The Royal Horticultural Society (RHS) is predicting an imminent spectacular surge of flower colour in gardens following an unusually cold April that held back blooms by as much as three weeks. A ‘seasonal compression’ effect could see prolonged spring flowering while delayed summer plants blossom as temperatures are predicted to soar in the coming days – but the phenomenon may not last long.

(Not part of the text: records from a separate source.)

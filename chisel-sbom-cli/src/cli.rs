//! CLI argument parsing using clap derive API
//!
//! This module defines the command-line interface structure using clap's derive macros.
//! It is purely declarative with no side effects or I/O.

use std::path::PathBuf;

use clap::{Args, Parser, Subcommand, ValueEnum};

/// chisel-sbom -- export chisel manifests as SPDX 2.3 SBOM documents.
///
/// Use `chisel-sbom <COMMAND> --help` for subcommand details.
#[derive(Parser, Debug)]
#[command(name = "chisel-sbom", version, about, long_about = None)]
pub struct Cli {
    /// Path to the chisel-sbom.toml configuration file.
    #[arg(short, long, global = true, default_value = DEFAULT_CONFIG_PATH)]
    pub config: PathBuf,

    /// Override log level (trace, debug, info, warn, error).
    #[arg(long, global = true)]
    pub log_level: Option<String>,

    /// Report output format.
    #[arg(long = "output-format", global = true, default_value = "text")]
    pub output_format: OutputFormat,

    #[command(subcommand)]
    pub command: Commands,
}

/// Config path used when `--config` is not given. A missing file here is not an error.
pub const DEFAULT_CONFIG_PATH: &str = "chisel-sbom.toml";

/// Supported output formats.
#[derive(Debug, Clone, Copy, ValueEnum)]
pub enum OutputFormat {
    /// Human-readable text output.
    Text,
    /// Machine-readable JSON.
    Json,
}

#[derive(Subcommand, Debug)]
pub enum Commands {
    /// Convert a manifest.wall file into an SPDX JSON document.
    Convert(ConvertArgs),

    /// Manage configuration.
    Config(ConfigArgs),
}

// ---- convert ----

/// Convert a chisel manifest into an SPDX SBOM.
#[derive(Args, Debug)]
pub struct ConvertArgs {
    /// Path to the zstd-compressed manifest.wall file.
    pub manifest: PathBuf,

    /// Output file (default: <manifest dir>/<document.output_file_name>).
    pub output: Option<PathBuf>,

    /// Override the SPDX document name.
    #[arg(long)]
    pub name: Option<String>,
}

// ---- config ----

/// Manage chisel-sbom configuration.
#[derive(Args, Debug)]
pub struct ConfigArgs {
    #[command(subcommand)]
    pub action: ConfigAction,
}

#[derive(Subcommand, Debug)]
pub enum ConfigAction {
    /// Validate the configuration file and report errors.
    Validate,
    /// Show the effective configuration (file + env overrides + defaults).
    Show {
        /// Show only a specific section (general, document).
        #[arg(long)]
        section: Option<String>,
    },
}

Last month saw the most overnight frosts in April since records began, in stark contrast to 2020 when the locked-down nation enjoyed the sunniest April ever. While the cold nights and a lack of heavy rain helped preserve spring favourites such as daffodils, tulips and cherry blossom and kept weeds at bay, a warm and sunny spell could now cause late spring and summer flowers to rush into bloom in a matter of days.

RHS Chief Horticulturist Guy Barter explains the compression effect: “With so much growth and flowering held up by the cold April nights, the flowering and growing season can be compressed. This means that when the weather turns around, all the pent-up growth and flowers will come out in a rush leading to a brief but colourful crossover of spring and summer flowers.” However, he cautions that what’s good for garden plants is also good for weeds, and suggests gardeners have hoes at the ready to see off a flush of unwanted growth.

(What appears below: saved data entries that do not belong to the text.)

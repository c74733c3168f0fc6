//! CLI-specific error types and exit code mapping

use chisel_sbom_builder::SbomBuilderError;
use chisel_sbom_core::error::ChiselSbomError;

/// CLI-specific error type.
///
/// Each variant carries enough context for a user-friendly message.
/// The `exit_code()` method maps errors to process exit codes.
#[derive(Debug, thiserror::Error)]
pub enum CliError {
    /// Configuration loading or validation failure.
    #[error("configuration error: {0}")]
    Config(String),

    /// A subcommand-specific operation failed.
    #[error("{0}")]
    Command(String),

    /// Manifest reading or document conversion failed.
    #[error("conversion error: {0}")]
    Convert(String),

    /// JSON serialisation failed during output rendering.
    #[error("json output error: {0}")]
    JsonSerialize(#[from] serde_json::Error),

    /// IO error (file read, stdout write, etc.).
    #[error("io error: {0}")]
    Io(#[from] std::io::Error),
}

impl CliError {
    /// Map the error to a process exit code.
    ///
    /// | Code | Meaning                              |
    /// |------|--------------------------------------|
    /// | 0    | Success                              |
    /// | 1    | General / command error              |
    /// | 2    | Configuration error                  |
    /// | 3    | Manifest or conversion error         |
    /// | 10   | IO error                             |
    pub fn exit_code(&self) -> i32 {
        match self {
            Self::Config(_) => 2,
            Self::Convert(_) => 3,
            Self::Io(_) => 10,
            Self::JsonSerialize(_) | Self::Command(_) => 1,
        }
    }
}

impl From<ChiselSbomError> for CliError {
    fn from(e: ChiselSbomError) -> Self {
        match e {
            ChiselSbomError::Config(err) => Self::Config(err.to_string()),
            ChiselSbomError::Io(err) => Self::Io(err),
            other => Self::Convert(other.to_string()),
        }
    }
}

impl From<SbomBuilderError> for CliError {
    fn from(e: SbomBuilderError) -> Self {
        match e {
            SbomBuilderError::Io { path, source } => {
                Self::Io(std::io::Error::new(source.kind(), format!("{path}: {source}")))
            }
            other => ChiselSbomError::from(other).into(),
        }
    }
}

The seasonal phenomenon comes just in time for the first visitors to enjoy the spectacle at the new RHS Garden Bridgewater in Salford, Greater Manchester, which opens on 18 May. The garden team led by Curator Marcus Chilton-Jones has planted around 80,000 bulbs to fill the new beds and borders with spring colour, but sunshine on the way could see summer herbaceous plants and shrubs stimulated into bloom too.

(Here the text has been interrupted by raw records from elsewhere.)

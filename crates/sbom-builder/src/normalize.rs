//! 레코드 정규화 -- manifest 레코드를 빌더 입력으로 변환
//!
//! 입력 순서를 그대로 유지하며, `/`로 끝나는 디렉토리 경로만 걸러냅니다.
//! 그 외 검증은 하지 않으므로 실패하지 않습니다.

use tracing::debug;

use crate::manifest::{ManifestData, ManifestPath};
use crate::types::{PackageInfo, PathInfo, SliceInfo};

/// 빌더 입력 세 컬렉션
#[derive(Debug, Clone, Default, PartialEq, Eq)]
pub struct NormalizedManifest {
    /// 슬라이스 레코드
    pub slices: Vec<SliceInfo>,
    /// 패키지 레코드
    pub packages: Vec<PackageInfo>,
    /// 경로 레코드 (디렉토리 제외)
    pub paths: Vec<PathInfo>,
}

/// package 레코드를 [`PackageInfo`]로 변환합니다.
pub fn process_packages(data: &ManifestData) -> Vec<PackageInfo> {
    data.packages
        .iter()
        .map(|p| PackageInfo {
            name: p.name.clone(),
            version: p.version.clone(),
            sha256: p.digest.clone(),
        })
        .collect()
}

/// slice 레코드를 [`SliceInfo`]로 변환합니다.
pub fn process_slices(data: &ManifestData) -> Vec<SliceInfo> {
    data.slices
        .iter()
        .map(|s| SliceInfo {
            name: s.name.clone(),
        })
        .collect()
}

/// path 레코드를 [`PathInfo`]로 변환합니다. 디렉토리 경로는 제외됩니다.
pub fn process_paths(data: &ManifestData) -> Vec<PathInfo> {
    let paths: Vec<PathInfo> = data
        .paths
        .iter()
        .filter(|p| !is_directory(p))
        .map(|p| PathInfo {
            path: p.path.clone(),
            mode: p.mode.clone(),
            slices: p.slices.clone(),
            sha256: p.sha256.clone(),
            final_sha256: p.final_sha256.clone(),
            link: p.link.clone(),
            inode: p.inode,
        })
        .collect();

    let dropped = data.paths.len() - paths.len();
    if dropped > 0 {
        debug!(dropped, "dropped directory path records");
    }
    paths
}

/// 세 컬렉션을 한 번에 만듭니다.
pub fn normalize(data: &ManifestData) -> NormalizedManifest {
    NormalizedManifest {
        slices: process_slices(data),
        packages: process_packages(data),
        paths: process_paths(data),
    }
}

fn is_directory(path: &ManifestPath) -> bool {
    path.path.ends_with('/')
}

#[cfg(test)]
mod tests {
    use super::*;
    use crate::manifest::{ManifestPackage, ManifestSlice};

    fn path(p: &str) -> ManifestPath {
        ManifestPath {
            path: p.to_owned(),
            mode: "0644".to_owned(),
            slices: vec!["test_slice".to_owned()],
            sha256: "sha256".to_owned(),
            size: 1024,
            ..Default::default()
        }
    }

    #[test]
    fn packages_map_digest_to_sha256() {
        let data = ManifestData {
            packages: vec![ManifestPackage {
                name: "test".to_owned(),
                version: "1.0".to_owned(),
                digest: "sha256".to_owned(),
                arch: "amd64".to_owned(),
            }],
            ..Default::default()
        };
        assert_eq!(
            process_packages(&data),
            vec![PackageInfo {
                name: "test".to_owned(),
                version: "1.0".to_owned(),
                sha256: "sha256".to_owned(),
            }]
        );
    }

    #[test]
    fn slices_keep_order() {
        let data = ManifestData {
            slices: vec![
                ManifestSlice {
                    name: "b_x".to_owned(),
                },
                ManifestSlice {
                    name: "a_y".to_owned(),
                },
            ],
            ..Default::default()
        };
        let names: Vec<_> = process_slices(&data).into_iter().map(|s| s.name).collect();
        assert_eq!(names, ["b_x", "a_y"]);
    }

    #[test]
    fn directories_are_dropped() {
        let data = ManifestData {
            paths: vec![path("/etc/"), path("/etc/hosts"), path("/usr/")],
            ..Default::default()
        };
        let paths = process_paths(&data);
        assert_eq!(paths.len(), 1);
        assert_eq!(paths[0].path, "/etc/hosts");
    }

    #[test]
    fn path_fields_are_carried() {
        let mut p = path("/test");
        p.final_sha256 = "final".to_owned();
        p.link = "/file".to_owned();
        p.inode = 3;
        let data = ManifestData {
            paths: vec![p],
            ..Default::default()
        };
        let info = &process_paths(&data)[0];
        assert_eq!(info.mode, "0644");
        assert_eq!(info.slices, ["test_slice"]);
        assert_eq!(info.final_sha256, "final");
        assert_eq!(info.link, "/file");
        assert_eq!(info.inode, 3);
    }

    #[test]
    fn normalize_empty_manifest() {
        assert_eq!(
            normalize(&ManifestData::default()),
            NormalizedManifest::default()
        );
    }
}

Paul Cook, Curator of the most northerly RHS Garden, Harlow Carr in Harrogate, North Yorkshire, says the flowering season is running as much as three weeks behind. While tulips and daffodils are still looking fresh in the garden, Paul’s team must wait until the frost risk has passed to plant out summer blooms such as salvias, cannas and dahlias.

Visitors will have to be quick to catch the combined spring and summer peak, however: “The cooler weather has definitely boosted the displays of Erythronium (dog’s tooth violet) and Trillium in our woodland,” says Paul. “However, if we have a sudden spell of hot weather, it could see them off in a matter of days.”

Meanwhile, the magnificent blue spectacle of the Camassia meadow at RHS Garden Wisley in Surrey is just coming what could be a short-lived peak. Nearby, however, 45,000 new white-flowered Camassia ‘Silk River’ planted to lead up to the new RHS Hilltop – The Home of Gardening Science, opening in June, have been held up by the cold weather and are expected to burst into bloom in the coming weeks. Wisley’s Curator Matthew Pottage is also hoping that a rare Puya chilensis that has recently flowered in the Glasshouse will hold on to delight visitors who will be allowed back inside from Monday after months of closure.

At RHS Garden Hyde Hall, a demonstration of more than 240 varieties of spring-flowering pansies will be coming to a vibrant peak just as the first of the garden’s roses are expected to flower. The garden’s Curator, Robert Brett, says that crabapple blossom has also had an exceptional season this year, with air frosts having helped the blooms to hold on for longer, while the summer display of rhododendrons and azaleas is also just beginning.

The woodland valley situation of RHS Garden Rosemoor in Devon has sheltered its collection of camellias, azaleas, rhododendrons and magnolias from damaging spring frosts and they are enjoying an extended flowering season. Curator Jonathan Webster is hopeful that the two famous Rose Gardens are on track for a spectacular summer of flower as its annual Rose Festival returns in June after being cancelled last year due to the pandemic.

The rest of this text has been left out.